Import prices rose a stronger-than-expected 1.8% M/M and 9.6% Y/Y in October, following a 0.8% M/M and 5.6% Y/Y increase in September. Soaring petroleum prices, up 6.9% M/M, were the main culprit, but prices excluding petroleum were also up 0.5% M/M and 3.2% Y/Y. It is obvious that the weaker dollar is becoming a more prominent source of inflation. This may stoke some more inflation concerns, not only in the markets, but also inside the Fed. However, as economic growth slows, as many including us expect, domestic inflation drivers will help keep inflation under control.

Michigan consumer sentiment deteriorated in early November more than expected, under the influence of declining house prices and rising energy prices. The headline index dropped about 6 points to 75, the lowest level since October 2005. Both the current conditions and the expectation sub-indices contributed (almost equally) to the decline in early November. The current condition index reached the lowest level since the start of the Iraq war in March 2003. Short-term inflation expectations rose, but the longer-term expectations were only slightly up and are still below 3%.

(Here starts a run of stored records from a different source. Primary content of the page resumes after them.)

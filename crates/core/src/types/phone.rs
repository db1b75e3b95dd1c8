//! Phone number type.

use core::fmt;

use serde::{Deserialize, Serialize};

/// Errors that can occur when parsing a [`Phone`].
#[derive(thiserror::Error, Debug, Clone, PartialEq, Eq)]
pub enum PhoneError {
    /// The input string is empty.
    #[error("phone number cannot be empty")]
    Empty,
    /// The input contains characters other than digits (and an optional leading +).
    #[error("phone number may contain only digits after an optional leading +")]
    InvalidCharacter,
    /// The digit count is outside the allowed range.
    #[error("phone number must have between {min} and {max} digits")]
    InvalidLength {
        /// Minimum digit count.
        min: usize,
        /// Maximum digit count.
        max: usize,
    },
}

/// A phone number.
///
/// Accepts local numbers (digits only) and international numbers with a
/// leading `+`, with 7 to 15 digits total after the optional prefix.
///
/// ## Examples
///
/// ```
/// use staffdesk_core::Phone;
///
/// assert!(Phone::parse("5551234567").is_ok());
/// assert!(Phone::parse("+15551234567").is_ok());
///
/// assert!(Phone::parse("555-123").is_err());   // separators not allowed
/// assert!(Phone::parse("123").is_err());       // too short
/// ```
#[derive(Debug, Clone, Serialize, Deserialize, PartialEq, Eq, Hash)]
#[serde(transparent)]
pub struct Phone(String);

impl Phone {
    /// Minimum digit count.
    pub const MIN_DIGITS: usize = 7;
    /// Maximum digit count.
    pub const MAX_DIGITS: usize = 15;

    /// Parse a `Phone` from a string, trimming surrounding whitespace.
    ///
    /// # Errors
    ///
    /// Returns an error if the trimmed input is empty, contains anything
    /// other than an optional leading `+` followed by ASCII digits, or has
    /// fewer than 7 or more than 15 digits.
    pub fn parse(s: &str) -> Result<Self, PhoneError> {
        let trimmed = s.trim();

        if trimmed.is_empty() {
            return Err(PhoneError::Empty);
        }

        let digits = trimmed.strip_prefix('+').unwrap_or(trimmed);

        if digits.is_empty() || !digits.bytes().all(|b| b.is_ascii_digit()) {
            return Err(PhoneError::InvalidCharacter);
        }

        if digits.len() < Self::MIN_DIGITS || digits.len() > Self::MAX_DIGITS {
            return Err(PhoneError::InvalidLength {
                min: Self::MIN_DIGITS,
                max: Self::MAX_DIGITS,
            });
        }

        Ok(Self(trimmed.to_owned()))
    }

    /// Returns the phone number as a string slice.
    #[must_use]
    pub fn as_str(&self) -> &str {
        &self.0
    }

    /// Consumes the `Phone` and returns its inner string.
    #[must_use]
    pub fn into_inner(self) -> String {
        self.0
    }
}

impl fmt::Display for Phone {
    fn fmt(&self, f: &mut fmt::Formatter<'_>) -> fmt::Result {
        write!(f, "{}", self.0)
    }
}

impl std::str::FromStr for Phone {
    type Err = PhoneError;

    fn from_str(s: &str) -> Result<Self, Self::Err> {
        Self::parse(s)
    }
}
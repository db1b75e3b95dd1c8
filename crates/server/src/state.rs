//! Application state shared across handlers.

use std::sync::Arc;

use sqlx::PgPool;

use crate::config::ServerConfig;

/// Application state shared across all handlers. Cheap to clone.
#[derive(Clone)]
pub struct AppState {
    inner: Arc<AppStateInner>,
}

struct AppStateInner {
    config: ServerConfig,
    pool: PgPool,
}

impl AppState {
    /// Build the shared state from loaded config and a connected pool.
    #[must_use]
    pub fn new(config: ServerConfig, pool: PgPool) -> Self {
        Self {
            inner: Arc::new(AppStateInner { config, pool }),
        }
    }

    /// Server configuration.
    #[must_use]
    pub fn config(&self) -> &ServerConfig {
        &self.inner.config
    }

    /// Database connection pool.
    #[must_use]
    pub fn pool(&self) -> &PgPool {
        &self.inner.pool
    }
}
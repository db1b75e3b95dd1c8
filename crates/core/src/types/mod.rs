//! Core types for Staffdesk.
//!
//! This module provides type-safe wrappers for common domain concepts.

pub mod email;
pub mod id;
pub mod phone;

pub use email::{Email, EmailError};
pub use id::*;
pub use phone::{Phone, PhoneError};
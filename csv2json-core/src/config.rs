#[cfg(feature = "serde")]
use serde::{Deserialize, Serialize};

/// How a record made of nothing but its terminator is rendered.
#[derive(Clone, Copy, Debug, Eq, PartialEq)]
#[cfg_attr(feature = "serde", derive(Serialize, Deserialize))]
#[cfg_attr(feature = "serde", serde(rename_all = "lowercase"))]
pub enum EmptyLine {
    /// Render an empty line as `null`.
    Null,
    /// Render an empty line as an empty array, `[]`.
    Array,
}

impl EmptyLine {
    /// The complete output line, terminator included, for an empty record.
    pub(crate) fn token(&self) -> &'static [u8] {
        match *self {
            EmptyLine::Null => b"null\n",
            EmptyLine::Array => b"[]\n",
        }
    }
}

impl Default for EmptyLine {
    fn default() -> EmptyLine {
        EmptyLine::Null
    }
}

/// The knobs that control how strictly CSV input is interpreted.
///
/// A `Config` is a plain value. It is resolved once, handed to a
/// [`Transducer`](crate::Transducer) and never changes for the lifetime of
/// that run.
///
/// Two presets cover the common cases:
///
/// * [`Config::lenient`] (the default) skips blanks around fields and
///   accepts empty lines, rendering them as `null`.
/// * [`Config::rfc4180`] turns on compliant mode, which disables every
///   leniency toggle regardless of how it is set.
///
/// Everything in between can be built with a [`ConfigBuilder`].
#[derive(Clone, Copy, Debug, Eq, PartialEq)]
#[cfg_attr(feature = "serde", derive(Serialize, Deserialize))]
#[cfg_attr(feature = "serde", serde(default))]
pub struct Config {
    compliant: bool,
    ignore_blanks_before_field: bool,
    ignore_blanks_after_quoted_field: bool,
    allow_empty_lines: bool,
    empty_line: EmptyLine,
}

impl Default for Config {
    fn default() -> Config {
        Config::lenient()
    }
}

impl Config {
    /// The lenient profile: blanks around fields are ignored and empty lines
    /// are records of their own, written as `null`.
    pub fn lenient() -> Config {
        Config {
            compliant: false,
            ignore_blanks_before_field: true,
            ignore_blanks_after_quoted_field: true,
            allow_empty_lines: true,
            empty_line: EmptyLine::Null,
        }
    }

    /// The strict RFC 4180 profile.
    ///
    /// Blanks next to a quoted field are errors and so are empty lines.
    pub fn rfc4180() -> Config {
        Config { compliant: true, ..Config::lenient() }
    }

    /// Whether compliant mode is on.
    pub fn compliant(&self) -> bool {
        self.compliant
    }

    /// Whether blanks in front of a field are skipped.
    ///
    /// Always `false` in compliant mode.
    pub fn ignore_blanks_before_field(&self) -> bool {
        !self.compliant && self.ignore_blanks_before_field
    }

    /// Whether blanks between a closing quote and the next separator are
    /// skipped.
    ///
    /// Always `false` in compliant mode.
    pub fn ignore_blanks_after_quoted_field(&self) -> bool {
        !self.compliant && self.ignore_blanks_after_quoted_field
    }

    /// Whether a line holding only a record terminator is a valid record.
    ///
    /// Always `false` in compliant mode.
    pub fn allow_empty_lines(&self) -> bool {
        !self.compliant && self.allow_empty_lines
    }

    /// How an empty record is written.
    pub fn empty_line(&self) -> EmptyLine {
        self.empty_line
    }
}

/// Builds a [`Config`] one toggle at a time.
///
/// The builder starts from the lenient preset.
#[derive(Debug, Default)]
pub struct ConfigBuilder {
    config: Config,
}

impl ConfigBuilder {
    /// Create a new builder seeded with [`Config::lenient`].
    pub fn new() -> ConfigBuilder {
        ConfigBuilder::default()
    }

    /// Build the configuration.
    pub fn build(&self) -> Config {
        self.config
    }

    /// Turn compliant mode on or off.
    ///
    /// When on, every leniency toggle below is ignored.
    pub fn compliant(&mut self, yes: bool) -> &mut ConfigBuilder {
        self.config.compliant = yes;
        self
    }

    /// Skip spaces and tabs in front of a field.
    pub fn ignore_blanks_before_field(
        &mut self,
        yes: bool,
    ) -> &mut ConfigBuilder {
        self.config.ignore_blanks_before_field = yes;
        self
    }

    /// Skip spaces and tabs after the closing quote of a quoted field.
    pub fn ignore_blanks_after_quoted_field(
        &mut self,
        yes: bool,
    ) -> &mut ConfigBuilder {
        self.config.ignore_blanks_after_quoted_field = yes;
        self
    }

    /// Accept empty lines as empty records.
    pub fn allow_empty_lines(&mut self, yes: bool) -> &mut ConfigBuilder {
        self.config.allow_empty_lines = yes;
        self
    }

    /// Choose how empty records are written.
    pub fn empty_line(&mut self, repr: EmptyLine) -> &mut ConfigBuilder {
        self.config.empty_line = repr;
        self
    }
}

#[cfg(test)]
mod tests {
    use super::{Config, ConfigBuilder, EmptyLine};

    #[test]
    fn compliant_overrides_leniency() {
        let config = ConfigBuilder::new()
            .ignore_blanks_before_field(true)
            .ignore_blanks_after_quoted_field(true)
            .allow_empty_lines(true)
            .compliant(true)
            .build();
        assert!(!config.ignore_blanks_before_field());
        assert!(!config.ignore_blanks_after_quoted_field());
        assert!(!config.allow_empty_lines());
        assert_eq!(config, Config::rfc4180());
    }

    #[test]
    fn default_is_lenient() {
        let config = Config::default();
        assert!(config.ignore_blanks_before_field());
        assert!(config.ignore_blanks_after_quoted_field());
        assert!(config.allow_empty_lines());
        assert_eq!(config.empty_line(), EmptyLine::Null);
    }

    #[test]
    fn compliant_keeps_empty_line_repr() {
        let config = ConfigBuilder::new()
            .compliant(true)
            .empty_line(EmptyLine::Array)
            .build();
        assert_eq!(config.empty_line(), EmptyLine::Array);
        assert_eq!(config.empty_line().token(), b"[]\n");
    }

    #[test]
    fn toggles_are_independent() {
        let config =
            ConfigBuilder::new().ignore_blanks_before_field(false).build();
        assert!(!config.ignore_blanks_before_field());
        assert!(config.ignore_blanks_after_quoted_field());
        assert!(config.allow_empty_lines());

        let config = ConfigBuilder::new()
            .ignore_blanks_after_quoted_field(false)
            .build();
        assert!(config.ignore_blanks_before_field());
        assert!(!config.ignore_blanks_after_quoted_field());
        assert!(config.allow_empty_lines());

        let config = ConfigBuilder::new().allow_empty_lines(false).build();
        assert!(config.ignore_blanks_before_field());
        assert!(config.ignore_blanks_after_quoted_field());
        assert!(!config.allow_empty_lines());
    }
}
use std::env;
use std::io;
use std::process;

use csv2json::{ConfigBuilder, EmptyLine, TranscoderBuilder};

const USAGE: &str = "\
Transforms CSV read from stdin into line-delimited JSON written to stdout.

Usage: csv2json [options] < input.csv > output.json

Options:
    --rfc4180       Turn off all leniency: keep blanks before fields as
                    data, reject blanks after quoted fields and empty lines.
    --empty-array   Write empty lines as [] instead of null.
    -h, --help      Show this message.
";

fn main() {
    env_logger::init();

    let mut config = ConfigBuilder::new();
    for arg in env::args().skip(1) {
        match &*arg {
            "--rfc4180" => {
                config.compliant(true);
            }
            "--empty-array" => {
                config.empty_line(EmptyLine::Array);
            }
            "-h" | "--help" => {
                print!("{}", USAGE);
                return;
            }
            _ => {
                eprint!(
                    "csv2json: unrecognized argument '{}'\n\n{}",
                    arg, USAGE
                );
                process::exit(2);
            }
        }
    }

    let stdin = io::stdin();
    let stdout = io::stdout();
    let mut tc = TranscoderBuilder::new().config(config.build()).build();
    if let Err(err) = tc.transcode(stdin.lock(), stdout.lock()) {
        eprintln!("csv2json: {}", err);
        process::exit(1);
    }
}
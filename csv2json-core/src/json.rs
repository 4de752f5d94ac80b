use crate::config::Config;
use crate::error::{Error, ErrorKind};
use crate::pending::Pending;
use crate::state::{Counts, Position, State};
use crate::TransduceResult;

const OPEN_ARRAY: &[u8] = b"[";
const OPEN_STRING: &[u8] = b"\"";
const NULL_FIRST: &[u8] = b"[null,";
const NULL_FIELD: &[u8] = b"null,";
const NULL_LAST: &[u8] = b"null]\n";
const END_FIELD: &[u8] = b"\",";
const END_RECORD: &[u8] = b"\"]\n";
const ESCAPED_QUOTE: &[u8] = b"\\\"";
const ESCAPED_BACKSLASH: &[u8] = b"\\\\";
const ESCAPED_TAB: &[u8] = b"\\t";
const ESCAPED_LF: &[u8] = b"\\n";
const ESCAPED_CR: &[u8] = b"\\r";

/// What to do with the current byte once a transition has run.
enum Dispatch {
    /// The byte was consumed.
    Done,
    /// The state changed and the same byte must be evaluated again.
    Again,
}

/// A push based CSV to line-delimited JSON transducer.
///
/// Each CSV record becomes one JSON array of strings, with `null` standing
/// in for empty unquoted fields, followed by `\n`. Output is produced as
/// soon as the input that determines it is seen; nothing is buffered beyond
/// the output of the byte being processed.
///
/// The transducer is driven with [`transduce`](Transducer::transduce), which
/// accepts arbitrary slices of input and output. Fields and records may span
/// any number of calls.
///
/// # Input
///
/// Fields are separated by `,` and records by `\n`, optionally preceded by
/// `\r`. Fields may be quoted with `"`, in which case commas and line breaks
/// inside them are data and `""` is a literal quote. A backslash has no
/// special meaning in CSV.
///
/// Control bytes other than `\n` and `\t` are discarded, except for `\r`
/// inside a quoted field, which is kept (and written as `\r`). Outside of
/// quotes this makes `\r\n` and `\n` equivalent. Note that the `\r` of a
/// `\r\n` inside a quoted field is therefore preserved while the same pair
/// outside quotes collapses to a record terminator.
///
/// # Errors
///
/// The first error ends the stream. Before reporting it, the transducer
/// closes the record it was writing, so the output is valid line-delimited
/// JSON up to and including the failing record.
#[derive(Clone, Debug)]
pub struct Transducer {
    config: Config,
    state: State,
    counts: Counts,
    pending: Pending,
    /// Set once the end of input or an error was reached.
    outcome: Option<TransduceResult>,
}

impl Default for Transducer {
    fn default() -> Transducer {
        Transducer::new(Config::default())
    }
}

impl Transducer {
    /// Create a transducer with the given configuration.
    pub fn new(config: Config) -> Transducer {
        Transducer {
            config,
            state: State::StartRecord,
            counts: Counts::default(),
            pending: Pending::default(),
            outcome: None,
        }
    }

    /// The configuration this transducer was built with.
    pub fn config(&self) -> &Config {
        &self.config
    }

    /// The current state.
    pub fn state(&self) -> State {
        self.state
    }

    /// The current position in the input.
    pub fn position(&self) -> Position {
        self.counts.pos
    }

    /// Reset the transducer such that it behaves as if it had never been
    /// used. The configuration is kept.
    pub fn reset(&mut self) {
        *self = Transducer::new(self.config);
    }

    /// Transduce CSV data in `input` to JSON written to `output`.
    ///
    /// This returns a result that tells the caller what to do next along
    /// with the number of bytes read from `input` and written to `output`.
    ///
    /// * `InputEmpty` means all of `input` was consumed. Call again with more.
    /// * `OutputFull` means `output` has no room left. Write it out and call
    ///   again with the unconsumed remainder of `input`. If nothing of
    ///   `input` remains, the staged output is handed over on the next call,
    ///   whatever input it carries.
    /// * `End` and `Error` mean the stream is finished. Calling again returns
    ///   the same value without reading or writing anything.
    ///
    /// # Termination
    ///
    /// An empty `input` signals the end of the stream. Callers should keep
    /// calling with an empty `input` until `End` or `Error` is returned,
    /// since the output that closes the last record may not fit in one call.
    pub fn transduce(
        &mut self,
        input: &[u8],
        output: &mut [u8],
    ) -> (TransduceResult, usize, usize) {
        let (mut nin, mut nout) = (0, 0);
        loop {
            nout += self.pending.drain(&mut output[nout..]);
            if !self.pending.is_empty() {
                return (TransduceResult::OutputFull, nin, nout);
            }
            if let Some(outcome) = self.outcome {
                return (outcome, nin, nout);
            }
            if input.is_empty() {
                self.outcome = Some(self.finish());
            } else if nin < input.len() {
                let b = input[nin];
                nin += 1;
                if let Err(kind) = self.step(b) {
                    self.outcome = Some(self.fail(kind));
                }
            } else {
                return (TransduceResult::InputEmpty, nin, nout);
            }
        }
    }

    fn step(&mut self, b: u8) -> Result<(), ErrorKind> {
        self.counts.pos.consume();
        if self.is_ignorable(b) {
            return Ok(());
        }
        while let Dispatch::Again = self.dispatch(b)? {}
        Ok(())
    }

    fn is_ignorable(&self, b: u8) -> bool {
        match b {
            b'\n' | b'\t' => false,
            b'\r' => self.state != State::Quoted,
            _ => b.is_ascii_control(),
        }
    }

    fn dispatch(&mut self, b: u8) -> Result<Dispatch, ErrorKind> {
        match self.state {
            State::StartRecord => match b {
                b'\n' => {
                    self.counts.pos.next_line();
                    if !self.config.allow_empty_lines() {
                        return Err(ErrorKind::UnexpectedEmptyLine);
                    }
                    self.pending.push(self.config.empty_line().token());
                    self.counts.empty_record();
                }
                b',' => {
                    self.pending.push(NULL_FIRST);
                    self.counts.end_field();
                    self.state = State::StartField;
                }
                _ => {
                    self.pending.push(OPEN_ARRAY);
                    self.state = State::StartField;
                    return Ok(Dispatch::Again);
                }
            },
            State::StartField => {
                if self.config.ignore_blanks_before_field() && is_blank(b) {
                    return Ok(Dispatch::Done);
                }
                match b {
                    b',' => {
                        self.pending.push(NULL_FIELD);
                        self.counts.end_field();
                    }
                    b'\n' => {
                        self.pending.push(NULL_LAST);
                        self.counts.pos.next_line();
                        self.end_record();
                    }
                    b'"' => {
                        self.pending.push(OPEN_STRING);
                        self.state = State::Quoted;
                    }
                    b'\\' => {
                        self.pending.push(OPEN_STRING);
                        self.pending.push(ESCAPED_BACKSLASH);
                        self.state = State::Plain;
                    }
                    b'\t' => {
                        self.pending.push(OPEN_STRING);
                        self.pending.push(ESCAPED_TAB);
                        self.state = State::Plain;
                    }
                    _ => {
                        self.pending.push(OPEN_STRING);
                        self.pending.push_byte(b);
                        self.state = State::Plain;
                    }
                }
            }
            State::Plain => match b {
                b',' => {
                    self.pending.push(END_FIELD);
                    self.counts.end_field();
                    self.state = State::StartField;
                }
                b'\n' => {
                    self.pending.push(END_RECORD);
                    self.counts.pos.next_line();
                    self.end_record();
                }
                b'"' => self.pending.push(ESCAPED_QUOTE),
                b'\\' => self.pending.push(ESCAPED_BACKSLASH),
                b'\t' => self.pending.push(ESCAPED_TAB),
                _ => self.pending.push_byte(b),
            },
            State::Quoted => match b {
                b'\n' => {
                    self.pending.push(ESCAPED_LF);
                    self.counts.pos.next_line();
                }
                b'\r' => self.pending.push(ESCAPED_CR),
                b'"' => self.state = State::Closing,
                b'\\' => self.pending.push(ESCAPED_BACKSLASH),
                b'\t' => self.pending.push(ESCAPED_TAB),
                _ => self.pending.push_byte(b),
            },
            State::Closing => {
                let skip = self.config.ignore_blanks_after_quoted_field();
                if skip && is_blank(b) {
                    return Ok(Dispatch::Done);
                }
                match b {
                    b',' => {
                        self.pending.push(END_FIELD);
                        self.counts.end_field();
                        self.state = State::StartField;
                    }
                    b'\n' => {
                        self.pending.push(END_RECORD);
                        self.counts.pos.next_line();
                        self.end_record();
                    }
                    b'"' => {
                        self.pending.push(ESCAPED_QUOTE);
                        self.state = State::Quoted;
                    }
                    _ => return Err(ErrorKind::UnexpectedDoubleQuote),
                }
            }
        }
        Ok(Dispatch::Done)
    }

    fn end_record(&mut self) {
        self.counts.end_record();
        self.state = State::StartRecord;
    }

    /// Write whatever closes the record in progress.
    ///
    /// This runs exactly once per stream, either at the end of input or
    /// right after an error.
    fn close(&mut self) -> Result<(), ErrorKind> {
        match self.state {
            State::StartRecord => {
                if self.counts.pos.character() > 0 {
                    return Ok(());
                }
                if !self.config.allow_empty_lines() {
                    return Err(ErrorKind::UnexpectedEmptyInput);
                }
                self.pending.push(self.config.empty_line().token());
                self.counts.empty_record();
            }
            State::StartField => {
                self.pending.push(NULL_LAST);
                self.end_record();
            }
            State::Plain | State::Closing => {
                self.pending.push(END_RECORD);
                self.end_record();
            }
            State::Quoted => {
                self.pending.push(END_RECORD);
                return Err(ErrorKind::UnexpectedEndOfField);
            }
        }
        Ok(())
    }

    fn finish(&mut self) -> TransduceResult {
        // The state is captured before `close` so that an error reports
        // where the stream ended rather than where closing left it.
        let (pos, state) = (self.counts.pos, self.state);
        match self.close() {
            Ok(()) => TransduceResult::End(self.counts.stats()),
            Err(kind) => TransduceResult::Error(Error::new(kind, pos, state)),
        }
    }

    fn fail(&mut self, kind: ErrorKind) -> TransduceResult {
        let err = Error::new(kind, self.counts.pos, self.state);
        // Errors are only found in states whose closing cannot fail.
        let closed = self.close();
        debug_assert!(closed.is_ok());
        TransduceResult::Error(err)
    }
}

fn is_blank(b: u8) -> bool {
    b == b' ' || b == b'\t'
}
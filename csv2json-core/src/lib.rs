/*!
`csv2json-core` provides push based state machines that transcode CSV into
line-delimited JSON, or into lines of text joined by a single separator byte.

The machines never allocate and never read or write on their own. Callers
hand them slices of input and output and get back how much of each was used,
which makes them usable in `no_std` environments and trivial to drive from
any kind of I/O. The `csv2json` crate drives them over `std::io` streams.

# Example

This transduces an entire CSV document into line-delimited JSON with the
lenient configuration.

```
use csv2json_core::{Transducer, TransduceResult};

let data = "a,\"b,c\",\nd,\"e\"\"f\",g\n";
let mut t = Transducer::default();
let mut out = [0u8; 1024];
let (mut input, mut nout) = (data.as_bytes(), 0);
loop {
    let (res, nin, n) = t.transduce(input, &mut out[nout..]);
    input = &input[nin..];
    nout += n;
    match res {
        TransduceResult::InputEmpty | TransduceResult::OutputFull => {}
        TransduceResult::End(stats) => {
            assert_eq!(stats.records(), 2);
            break;
        }
        TransduceResult::Error(err) => panic!("{}", err),
    }
}
assert_eq!(
    &out[..nout],
    &b"[\"a\",\"b,c\",null]\n[\"d\",\"e\\\"f\",\"g\"]\n"[..],
);
```
*/

#![deny(missing_docs)]
#![cfg_attr(not(test), no_std)]

pub use crate::config::{Config, ConfigBuilder, EmptyLine};
pub use crate::error::{Error, ErrorKind};
pub use crate::json::Transducer;
pub use crate::state::{Position, State, Stats};
pub use crate::text::{TextTransducer, TextTransducerBuilder};

mod config;
mod error;
mod json;
mod pending;
mod state;
mod text;

/// The result of feeding a slice of input to a transducer.
#[derive(Clone, Copy, Debug, Eq, PartialEq)]
pub enum TransduceResult {
    /// All of the caller provided input was consumed. More input, or an
    /// empty slice to signal its end, is needed.
    InputEmpty,
    /// The caller provided output buffer was filled before all of the input
    /// could be processed.
    OutputFull,
    /// The end of input was reached and all output was written.
    End(Stats),
    /// An error was found. The output that closes the failing record was
    /// written.
    Error(Error),
}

The trade deficit continued to be smaller than expected in September, showing that the slower domestic growth and the weaker dollar are having a beneficial impact on the trade deficit. In September, the trade deficit narrowed to 56.5 B USD from a downwardly revised 56.8 B USD in August, earlier reported as a 57.6 B USD. Exports advanced 1.1% M/M, following a 0.4% M/M increase while imports rose by 0.6% M/M following a 0.4% M/M decline. The improvement was much bigger than supposed in the initial Q3 GDP estimate and as a consequence Q3 GDP may be revised higher to as high as 5%. This looks strange in an environment where recession risks are mounting, but of course forward looking markets are not so much impressed by this rear window look on the economy.